Long noncoding RNA PVT1 contributes to vascular endothelial cell proliferation via inhibition of miR-190a-5p in diagnostic biomarker evaluation of chronic heart failure

Long noncoding RNAs (lncRNAs) and microRNAs (miRs) serve critical roles in various cellular processes and can be used as noninvasive biomarkers in human diseases. The present study aimed to investigate the effects of lncRNA plasmacytoma variant translocation 1 (PVT1) and miR-190a-5p on vascular endothelial cell (EC) proliferation and assess their clinical value in the diagnosis of chronic heart failure (CHF).
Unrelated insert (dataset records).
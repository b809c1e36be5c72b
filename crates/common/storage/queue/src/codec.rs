// Copyright 2025 Crrow
//
// Licensed under the Apache License, Version 2.0 (the "License");
// you may not use this file except in compliance with the License.
// You may obtain a copy of the License at
//
//      http://www.apache.org/licenses/LICENSE-2.0
//
// Unless required by applicable law or agreed to in writing, software
// distributed under the License is distributed on an "AS IS" BASIS,
// WITHOUT WARRANTIES OR CONDITIONS OF ANY KIND, either express or implied.
// See the License for the specific language governing permissions and
// limitations under the License.

//! On-disk snapshot format.
//!
//! Every persist writes the whole sequence as one snapshot. The payload is the
//! bincode encoding of the sequence; the header lets a reader reject torn or
//! foreign files before handing bytes to bincode.
//!
//! ## Binary Format
//!
//! ```text
//! ┌────────────────────────────────────────────────────────┐
//! │ Header (32 bytes)                                      │
//! ├──────────────────┬─────────────────────────────────────┤
//! │ magic: [u8; 4]   │ "PQUE" (0x50515545)                 │
//! │ version: u32     │ Format version, currently 1         │
//! │ count: u64       │ Number of elements                  │
//! │ payload_len: u64 │ Length of the bincode payload       │
//! │ checksum: u32    │ CRC32 of count, payload_len, payload│
//! │ reserved: [u8;4] │ Reserved for future use             │
//! ├──────────────────┴─────────────────────────────────────┤
//! │ Payload: bincode(seq of T) (payload_len bytes)         │
//! └────────────────────────────────────────────────────────┘
//! ```

use std::collections::VecDeque;

use serde::{Serialize, de::DeserializeOwned};
use snafu::{ResultExt, ensure};

use crate::{
    Result,
    crc::{snapshot_crc, verify_snapshot_crc},
    error::{CorruptedSnafu, DecodeSnafu, EncodeSnafu, TypeMismatchSnafu, UnsupportedVersionSnafu},
};

/// Magic bytes identifying a queue snapshot: "PQUE"
pub const SNAPSHOT_MAGIC: [u8; 4] = [0x50, 0x51, 0x55, 0x45];

/// Current snapshot format version.
pub const SNAPSHOT_VERSION: u32 = 1;

/// Size of the snapshot header in bytes.
pub const SNAPSHOT_HEADER_SIZE: usize = 32;

const fn bincode_config() -> bincode::config::Configuration { bincode::config::standard() }

fn le_u32(bytes: &[u8]) -> u32 {
    let mut buf = [0u8; 4];
    buf.copy_from_slice(bytes);
    u32::from_le_bytes(buf)
}

fn le_u64(bytes: &[u8]) -> u64 {
    let mut buf = [0u8; 8];
    buf.copy_from_slice(bytes);
    u64::from_le_bytes(buf)
}

/// Encode the full sequence into a framed snapshot.
pub fn encode<T: Serialize>(items: &VecDeque<T>) -> Result<Vec<u8>> {
    let payload = bincode::serde::encode_to_vec(items, bincode_config()).context(EncodeSnafu)?;
    let count = items.len() as u64;
    let checksum = snapshot_crc(count, &payload);

    let mut header = [0u8; SNAPSHOT_HEADER_SIZE];
    header[0..4].copy_from_slice(&SNAPSHOT_MAGIC);
    header[4..8].copy_from_slice(&SNAPSHOT_VERSION.to_le_bytes());
    header[8..16].copy_from_slice(&count.to_le_bytes());
    header[16..24].copy_from_slice(&(payload.len() as u64).to_le_bytes());
    header[24..28].copy_from_slice(&checksum.to_le_bytes());

    let mut result = Vec::with_capacity(SNAPSHOT_HEADER_SIZE + payload.len());
    result.extend_from_slice(&header);
    result.extend(payload);
    Ok(result)
}

/// Decode a framed snapshot back into the sequence.
///
/// Validates magic, version, length and checksum before decoding the payload.
pub fn decode<T: DeserializeOwned>(data: &[u8]) -> Result<VecDeque<T>> {
    ensure!(
        data.len() >= SNAPSHOT_HEADER_SIZE,
        CorruptedSnafu {
            reason: format!(
                "data too short: {} bytes, expected at least {SNAPSHOT_HEADER_SIZE}",
                data.len()
            ),
        }
    );

    let magic = &data[0..4];
    ensure!(
        magic == SNAPSHOT_MAGIC,
        CorruptedSnafu {
            reason: format!("invalid magic: {magic:?}"),
        }
    );

    let version = le_u32(&data[4..8]);
    ensure!(
        version == SNAPSHOT_VERSION,
        UnsupportedVersionSnafu { version }
    );

    let count = le_u64(&data[8..16]);
    let payload_len = le_u64(&data[16..24]);
    let stored_checksum = le_u32(&data[24..28]);

    let payload = &data[SNAPSHOT_HEADER_SIZE..];
    ensure!(
        payload.len() as u64 == payload_len,
        CorruptedSnafu {
            reason: format!(
                "payload length mismatch: header={payload_len}, actual={}",
                payload.len()
            ),
        }
    );
    ensure!(
        verify_snapshot_crc(count, payload, stored_checksum),
        CorruptedSnafu {
            reason: format!(
                "checksum mismatch: stored={stored_checksum:#x}, computed={:#x}",
                snapshot_crc(count, payload)
            ),
        }
    );

    let (items, consumed): (VecDeque<T>, usize) =
        bincode::serde::decode_from_slice(payload, bincode_config()).context(DecodeSnafu)?;

    ensure!(
        consumed == payload.len(),
        TypeMismatchSnafu {
            reason: format!(
                "{} trailing bytes after decoding {} elements",
                payload.len() - consumed,
                items.len()
            ),
        }
    );
    ensure!(
        items.len() as u64 == count,
        TypeMismatchSnafu {
            reason: format!("expected {count} elements, decoded {}", items.len()),
        }
    );

    Ok(items)
}
use std::fmt::Write as _;
use std::time::Duration;

use console::style;
use cvm_backend::VersionId;

use crate::engine::{BenchmarkRun, ExecutionResult};

#[derive(Debug, Clone, PartialEq)]
pub struct BenchmarkStats {
    pub version: VersionId,
    pub iterations: usize,
    pub successes: usize,
    pub total: Duration,
    pub average: Duration,
    pub min: Duration,
    pub max: Duration,
    /// Percentage of iterations that exited 0.
    pub success_rate: f64,
}

#[allow(clippy::cast_possible_truncation, clippy::cast_precision_loss)]
pub fn summarize(version: &VersionId, results: &[ExecutionResult]) -> BenchmarkStats {
    let iterations = results.len();
    let successes = results.iter().filter(|r| r.succeeded()).count();
    let total: Duration = results.iter().map(|r| r.duration).sum();
    let min = results.iter().map(|r| r.duration).min().unwrap_or_default();
    let max = results.iter().map(|r| r.duration).max().unwrap_or_default();

    let (average, success_rate) = if iterations == 0 {
        (Duration::ZERO, 0.0)
    } else {
        (
            total / iterations as u32,
            successes as f64 / iterations as f64 * 100.0,
        )
    };

    BenchmarkStats {
        version: version.clone(),
        iterations,
        successes,
        total,
        average,
        min,
        max,
        success_rate,
    }
}

#[derive(Debug, Clone, PartialEq)]
pub struct Ranked {
    pub stats: BenchmarkStats,
    /// Average duration relative to the fastest version; 1.0 for the fastest.
    pub relative: f64,
}

/// Order by average duration, fastest first.
pub fn rank(runs: &[BenchmarkRun]) -> Vec<Ranked> {
    let mut stats: Vec<BenchmarkStats> = runs
        .iter()
        .map(|run| summarize(&run.version, &run.results))
        .collect();
    stats.sort_by_key(|s| s.average);

    let fastest = stats
        .first()
        .map(|s| s.average.as_secs_f64())
        .unwrap_or_default();

    stats
        .into_iter()
        .map(|stats| {
            let relative = if fastest > 0.0 {
                stats.average.as_secs_f64() / fastest
            } else {
                1.0
            };
            Ranked { stats, relative }
        })
        .collect()
}

fn millis(duration: Duration) -> String {
    format!("{:.2}ms", duration.as_secs_f64() * 1000.0)
}

pub fn render_stats(ranked: &[Ranked]) -> String {
    let mut out = String::new();
    let _ = writeln!(
        out,
        "{:<16} {:>6} {:>12} {:>12} {:>12} {:>9}",
        "version", "runs", "avg", "min", "max", "success"
    );
    for Ranked { stats, .. } in ranked {
        let _ = writeln!(
            out,
            "{:<16} {:>6} {:>12} {:>12} {:>12} {:>8.1}%",
            stats.version.to_string(),
            stats.iterations,
            millis(stats.average),
            millis(stats.min),
            millis(stats.max),
            stats.success_rate
        );
    }
    out
}

pub fn render_ranking(ranked: &[Ranked]) -> String {
    let mut out = String::new();
    for (position, entry) in ranked.iter().enumerate() {
        let label = if position == 0 {
            style("fastest".to_string()).green()
        } else {
            style(format!("{:.2}x slower", entry.relative)).yellow()
        };
        let _ = writeln!(
            out,
            "{}. {} {} ({label})",
            position + 1,
            entry.stats.version,
            millis(entry.stats.average)
        );
    }
    out
}

#[cfg(test)]
mod tests {
    use std::time::Duration;

    use chrono::Utc;
    use cvm_backend::{Version, VersionId};

    use super::*;

    fn run(version: Version, millis: &[u64], exit_code: i32) -> BenchmarkRun {
        let version = VersionId::Release(version);
        BenchmarkRun {
            version: version.clone(),
            results: millis
                .iter()
                .map(|ms| ExecutionResult {
                    version: version.clone(),
                    command: "--version".to_string(),
                    stdout: String::new(),
                    stderr: String::new(),
                    exit_code,
                    duration: Duration::from_millis(*ms),
                    start_time: Utc::now(),
                    error: None,
                })
                .collect(),
        }
    }

    #[test]
    fn summarize_computes_totals_and_success_rate() {
        let run = run(Version::new(1, 0, 0), &[10, 20, 30], 0);
        let stats = summarize(&run.version, &run.results);

        assert_eq!(stats.iterations, 3);
        assert_eq!(stats.total, Duration::from_millis(60));
        assert_eq!(stats.average, Duration::from_millis(20));
        assert_eq!(stats.min, Duration::from_millis(10));
        assert_eq!(stats.max, Duration::from_millis(30));
        assert!((stats.success_rate - 100.0).abs() < f64::EPSILON);
    }

    #[test]
    fn failed_iterations_lower_success_rate() {
        let mut run = run(Version::new(1, 0, 0), &[10, 10], 0);
        run.results[1].exit_code = 2;
        let stats = summarize(&run.version, &run.results);
        assert!((stats.success_rate - 50.0).abs() < f64::EPSILON);
    }

    #[test]
    fn rank_orders_fastest_first_with_relative_factor() {
        let runs = vec![
            run(Version::new(2, 73, 0), &[30, 30], 0),
            run(Version::new(2, 74, 0), &[10, 10], 0),
        ];
        let ranked = rank(&runs);

        assert_eq!(ranked[0].stats.version.to_string(), "2.74.0");
        assert!((ranked[0].relative - 1.0).abs() < f64::EPSILON);
        assert!((ranked[1].relative - 3.0).abs() < 1e-9);

        let text = console::strip_ansi_codes(&render_ranking(&ranked)).into_owned();
        assert!(text.contains("1. 2.74.0 10.00ms (fastest)"));
        assert!(text.contains("2. 2.73.0 30.00ms (3.00x slower)"));
    }

    #[test]
    fn empty_run_has_zeroed_stats() {
        let stats = summarize(&VersionId::Linked("dev".to_string()), &[]);
        assert_eq!(stats.iterations, 0);
        assert_eq!(stats.average, Duration::ZERO);
        assert!(stats.success_rate.abs() < f64::EPSILON);
    }
}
The expression of PVT1 and miR-190a-5p was investigated using reverse transcription-quantitative PCR. The interaction between PVT1 and miR-190a-5p was confirmed using a luciferase reporter assay. A Cell Counting Kit-8 assay was performed to examine EC proliferation. A receiver operating characteristic (ROC) curve was plotted to evaluate the diagnostic value of PVT1 and miR-190a-5p. PVT1 directly decreased the expression of miR-190a-5p in ECs. Overexpression of miR-190a-5p in ECs led to inhibited cell proliferation and miR-190a-5p antagonized the promotive effect of PVT1 on EC proliferation. Serum expression of PVT1 increased, while serum expression of miR-190a-5p decreased in patients with CHF compared with healthy controls (all P<0.001). The ROC curves indicated that PVT1 and miR-190a-5p were two diagnostic biomarkers of CHF, and the combination of PVT1 and miR-190a-5p showed better diagnostic accuracy compared with using PVT1 or miR-190-5p alone. In conclusion, the present study demonstrated that PVT1 promoted EC proliferation by directly suppressing miR-190a-5p. Circulating PVT1 and miR-190a-5p are possible two candidate diagnostic biomarkers of CHF, and the combined detection of the two indicators may provide a novel approach for CHF diagnosis.